Saved entries

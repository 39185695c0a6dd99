//! Constants for the sequencediagram directive.

/// Directive name matched against the fence info string.
pub const DIRECTIVE_NAME: &str = "sequencediagram";

/// Node kind of the rendered diagram placeholder.
pub const NODE_KIND: &str = "sequencediagram";

/// Serial-number category (and identifier prefix) for diagram occurrences.
pub(crate) const SERIAL_CATEGORY: &str = "sequencediagram";

/// Option naming a source file, relative to the source root.
pub(crate) const FILE_OPTION: &str = "file";
//! Lenient decoding of the service's render response.
//!
//! The service answers with a JavaScript object literal rather than strict
//! JSON, e.g. `{img: "?png=mscKTO107", page: 0, numPages: 1, errors: []}`.
//! Older deployments answer with a query string instead
//! (`img=%3Fpng%3DmscKTO107&errors=`). Both shapes are accepted.

use percent_encoding::percent_decode_str;
use serde::Deserialize;

use crate::error::ClientError;

/// Decoded render response.
#[derive(Debug, Clone, PartialEq, Eq)]
pub enum RenderResponse {
    /// Diagram rendered; `img` is the (usually relative) image location.
    Image(String),
    /// Service rejected the diagram.
    Errors(Vec<String>),
}

#[derive(Debug, Deserialize)]
struct RawResponse {
    #[serde(default)]
    img: Option<String>,
    #[serde(default)]
    errors: Option<ErrorField>,
}

#[derive(Debug, Deserialize)]
#[serde(untagged)]
enum ErrorField {
    List(Vec<String>),
    One(String),
}

impl ErrorField {
    fn into_messages(self) -> Vec<String> {
        let messages = match self {
            Self::List(list) => list,
            Self::One(message) => vec![message],
        };
        messages
            .into_iter()
            .filter(|m| !m.trim().is_empty())
            .collect()
    }
}

/// Decode a render response body.
///
/// # Errors
///
/// Returns [`ClientError::Protocol`] if the body is neither an object literal
/// nor a query string, or if it carries neither `img` nor `errors`.
pub fn decode_response(body: &str) -> Result<RenderResponse, ClientError> {
    let body = body.trim();
    let raw = if body.starts_with('{') {
        json5::from_str::<RawResponse>(body)
            .map_err(|e| ClientError::Protocol(format!("malformed object literal: {e}")))?
    } else if body.contains('=') {
        decode_query_string(body)
    } else {
        return Err(ClientError::Protocol(format!(
            "unrecognized response body: {}",
            truncate(body, 120)
        )));
    };

    let messages = raw.errors.map(ErrorField::into_messages).unwrap_or_default();
    if !messages.is_empty() {
        return Ok(RenderResponse::Errors(messages));
    }

    match raw.img {
        Some(img) if !img.trim().is_empty() => Ok(RenderResponse::Image(img.trim().to_owned())),
        _ => Err(ClientError::Protocol(
            "response has neither an image location nor errors".to_owned(),
        )),
    }
}

fn decode_query_string(body: &str) -> RawResponse {
    let mut img = None;
    let mut errors = Vec::new();
    for pair in body.split('&') {
        let (key, value) = pair.split_once('=').unwrap_or((pair, ""));
        let value = decode_component(value);
        match key {
            "img" => img = Some(value),
            "errors" | "errors[]" => errors.push(value),
            _ => {}
        }
    }
    RawResponse {
        img,
        errors: Some(ErrorField::List(errors)),
    }
}

fn decode_component(value: &str) -> String {
    let spaced = value.replace('+', " ");
    percent_decode_str(&spaced).decode_utf8_lossy().into_owned()
}

fn truncate(s: &str, max: usize) -> &str {
    match s.char_indices().nth(max) {
        Some((idx, _)) => &s[..idx],
        None => s,
    }
}
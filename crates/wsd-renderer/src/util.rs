//! Shared utility functions.

/// Compute a relative URL from one page URL to another (RFC 3986).
///
/// Both `from` and `to` are URL paths without leading slash. Per RFC 3986 the
/// last segment of `from` is the current document; the base directory is
/// everything before it.
///
/// # Examples
///
/// ```
/// use wsd_renderer::relative_path;
///
/// assert_eq!(relative_path("index.html", "_images/a.png"), "_images/a.png");
/// assert_eq!(relative_path("guide/setup.html", "_images/a.png"), "../_images/a.png");
/// assert_eq!(relative_path("a/b", "a/c"), "c");
/// ```
pub fn relative_path(from: &str, to: &str) -> String {
    let from_segs: Vec<&str> = from.split('/').filter(|s| !s.is_empty()).collect();
    let to_segs: Vec<&str> = to.split('/').filter(|s| !s.is_empty()).collect();

    // Trailing slash means the document is empty: all segments are the directory.
    let from_dir = if from.ends_with('/') || from_segs.is_empty() {
        &from_segs[..]
    } else {
        &from_segs[..from_segs.len() - 1]
    };

    let common = from_dir
        .iter()
        .zip(&to_segs)
        .take_while(|(a, b)| a == b)
        .count();

    let ups = from_dir.len() - common;
    let remaining = &to_segs[common..];

    let result = format!("{}{}", "../".repeat(ups), remaining.join("/"));
    if result.is_empty() {
        "./".to_owned()
    } else {
        result
    }
}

What is expected:
Return exactly what appears above, from the first line of the entries to the line with "rendered diagram placeholder.", inclusive.

Answer to this problem:
repository 39185695c0a6dd99
//! Constants for the sequencediagram directive.

/// Directive name matched against the fence info string.
pub const DIRECTIVE_NAME: &str = "sequencediagram";

/// Node kind of the rendered diagram placeholder.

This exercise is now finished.